• El diputado nacionalista urge al nuevo Congreso aprobar un presupuesto replanteado, con recorte al gasto corriente y revisión de instituciones creadas en la actual administración
TEGUCIGALPA, HONDURAS.–
A pocas semanas de la instalación del nuevo gobierno y del próximo Congreso Nacional, el diputado del Partido Nacional, Marco Midence, planteó que el Presupuesto General de la República para 2026 debe ser reformulado y aprobado conforme a la visión estratégica de la administración entrante.

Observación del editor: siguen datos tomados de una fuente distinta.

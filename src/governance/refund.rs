//! Stake refunds.
//!
//! Executed proposals return the whole stake automatically. Defeated,
//! canceled and expired proposals return the configured percentage when the
//! proposer claims it. The StakeRefunded flag is set before any transfer and
//! cleared again if the transfer fails.

use super::events::EventKind;
use super::Governor;
use crate::error::{GovernanceError, GovernanceResult};
use crate::types::{Address, Amount, ProposalId};
use tracing::{info, warn};

/// `stake * percentage / 100`, rounded down.
pub fn refund_amount(stake: Amount, percentage: u8) -> Amount {
    stake.saturating_mul(percentage as Amount) / 100
}

impl Governor {
    /// Claim the partial stake refund for a Defeated, Canceled or Expired
    /// proposal. Only the proposer may claim, once. Returns the amount sent.
    pub async fn claim_partial_stake_refund(
        &self,
        caller: &Address,
        id: ProposalId,
    ) -> GovernanceResult<Amount> {
        let _op = self.op_lock.enter()?;
        self.ensure_not_paused()?;

        {
            let s = self.state();
            let proposal = s.proposals.get(id)?;
            if proposal.proposer != *caller {
                return Err(GovernanceError::NotAuthorized);
            }
            if proposal.flags.stake_refunded() {
                return Err(GovernanceError::AlreadyRefunded);
            }
        }

        let current = self.get_proposal_state(id).await?;

        let (amount, percentage, engine) = {
            let mut s = self.state();
            let percentage = s
                .params
                .refund_percentage(current)
                .ok_or(GovernanceError::NotRefundable(current))?;
            let engine = s.engine_address;
            let proposal = s.proposals.get_mut(id)?;
            proposal.flags.mark_stake_refunded()?;
            (refund_amount(proposal.stake, percentage), percentage, engine)
        };

        if amount > 0 {
            if let Err(e) = self.ledger.transfer(&engine, caller, amount).await {
                self.state().proposals.get_mut(id)?.flags.rollback_stake_refunded();
                return Err(GovernanceError::TransferFailed(e.to_string()));
            }
        }

        info!(proposal = id, proposer = %caller, amount, percentage, state = %current, "partial stake refunded");
        self.emit(
            caller,
            EventKind::StakeRefunded {
                proposal_id: id,
                recipient: *caller,
                amount,
                percentage,
            },
        );
        Ok(amount)
    }

    /// Return the full stake after a successful execution. Failure is logged
    /// and recorded as an event; the execution stands.
    pub(super) async fn refund_after_execution(&self, actor: &Address, id: ProposalId) {
        // A guardian-rescued Expired proposal may already have paid its partial refund.
        let already_refunded = self
            .state()
            .proposals
            .get(id)
            .map(|p| p.flags.stake_refunded())
            .unwrap_or(false);
        if already_refunded {
            info!(proposal = id, "stake already refunded, skipping refund after execution");
            return;
        }

        match self.refund_full_stake(id).await {
            Ok((proposer, stake)) => {
                info!(proposal = id, proposer = %proposer, amount = stake, "stake refunded after execution");
                self.emit(
                    actor,
                    EventKind::StakeRefunded {
                        proposal_id: id,
                        recipient: proposer,
                        amount: stake,
                        percentage: 100,
                    },
                );
            }
            Err(e) => {
                warn!(proposal = id, error = %e, "stake refund after execution failed");
                self.emit(
                    actor,
                    EventKind::StakeRefundFailed {
                        proposal_id: id,
                        reason: e.to_string(),
                    },
                );
            }
        }
    }

    async fn refund_full_stake(&self, id: ProposalId) -> GovernanceResult<(Address, Amount)> {
        let (engine, proposer, stake) = {
            let mut s = self.state();
            let engine = s.engine_address;
            let proposal = s.proposals.get_mut(id)?;
            proposal.flags.mark_stake_refunded()?;
            (engine, proposal.proposer, proposal.stake)
        };

        if let Err(e) = self.ledger.transfer(&engine, &proposer, stake).await {
            self.state()
                .proposals
                .get_mut(id)?
                .flags
                .rollback_stake_refunded();
            return Err(GovernanceError::TransferFailed(e.to_string()));
        }
        Ok((proposer, stake))
    }
}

“Lo más saludable sería reformular el mismo, planteando la visión estratégica del próximo presidente, de tal manera que la administración que va a inaugurarse el 27 de enero pueda alinear la visión de la inversión pública”, expresó el congresista reelecto, al referirse a la transición hacia el gobierno del presidente electo Nasry Asfura.
Midence recordó que el año 2025 concluyó sin que el proyecto del Presupuesto General de 2026 fuera sometido al pleno del Congreso Nacional, situación que —según señaló— deja un margen de apenas 25 días antes de la toma de posesión del nuevo Ejecutivo, lo que obliga a un replanteamiento urgente del instrumento financiero del Estado.

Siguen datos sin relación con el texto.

//! Trait abstraction for the governance token ledger.
//!
//! Balances, snapshots and supply changes live outside the engine; this is
//! the boundary the engine talks through.

use crate::types::{Address, Amount, SnapshotId};
use async_trait::async_trait;

/// Result type for ledger operations.
pub type LedgerResult<T> = Result<T, LedgerError>;

/// Token ledger errors.
#[derive(Debug, Clone, PartialEq, Eq, thiserror::Error)]
pub enum LedgerError {
    #[error("insufficient balance: have {available}, need {required}")]
    InsufficientBalance { available: Amount, required: Amount },

    #[error("unknown snapshot: {0}")]
    UnknownSnapshot(SnapshotId),

    #[error("ledger rejected operation: {0}")]
    Rejected(String),
}

/// Governance token ledger.
#[async_trait]
pub trait TokenLedger: Send + Sync {
    /// Voting power of `voter` frozen at `snapshot`.
    async fn voting_power(&self, voter: &Address, snapshot: SnapshotId) -> LedgerResult<Amount>;

    /// Live balance of `account`.
    async fn balance_of(&self, account: &Address) -> LedgerResult<Amount>;

    /// Freeze current balances and return the snapshot id.
    async fn new_snapshot(&self) -> LedgerResult<SnapshotId>;

    /// Move `amount` from `from` to `to`.
    async fn transfer(&self, from: &Address, to: &Address, amount: Amount) -> LedgerResult<()>;

    /// Create `amount` new tokens for `to`.
    async fn mint(&self, to: &Address, amount: Amount) -> LedgerResult<()>;

    /// Destroy `amount` tokens held by `from`.
    async fn burn(&self, from: &Address, amount: Amount) -> LedgerResult<()>;
}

Críticas a presupuestos “abultados” y baja ejecución
El diputado nacionalista apuntó a la necesidad de ajustar el tamaño del presupuesto y revisar de manera profunda el uso de los recursos públicos.
“La visión es una reducción significativa del gasto corriente del Estado, revisar instituciones creadas como botín político y volver a formular un presupuesto congruente con la próxima administración”, afirmó, en referencia directa al proyecto presupuestario heredado del actual gobierno.
Midence sostuvo que durante la administración de la presidenta Xiomara Castro se aprobaron presupuestos generales “abultados”, pero con una ejecución que calificó como deficiente.
“La ejecución presupuestaria fue lamentable”, enfatizó, señalando que la ineficiencia en el uso de los fondos públicos ha limitado el impacto real del gasto estatal.
En ese sentido, el parlamentario consideró necesario reperfilar la deuda pública, generar mayores espacios para la inversión pública y fortalecer el gasto social, pero bajo una lógica de orden fiscal y eficiencia administrativa, acorde con las prioridades del nuevo gobierno.
Transición política y debate fiscal
Las declaraciones de Midence se producen en un momento clave del calendario político. El próximo 25 de enero se instalará el nuevo Congreso Nacional, mientras que dos días después, el 27 de enero, Nasry Asfura asumirá oficialmente la Presidencia de la República.
El gobierno saliente propuso que el Presupuesto General de 2026 ascienda a 469 mil 249 millones de lempiras, una cifra que ha generado debate por su magnitud y por los cuestionamientos sobre su ejecución y sostenibilidad.
El debate sobre el presupuesto se perfila así como una de las primeras pruebas políticas y técnicas para el nuevo Congreso y el gobierno entrante, en un contexto marcado por la presión social por resultados, la necesidad de orden fiscal y la expectativa de un cambio en la forma de administrar los recursos públicos.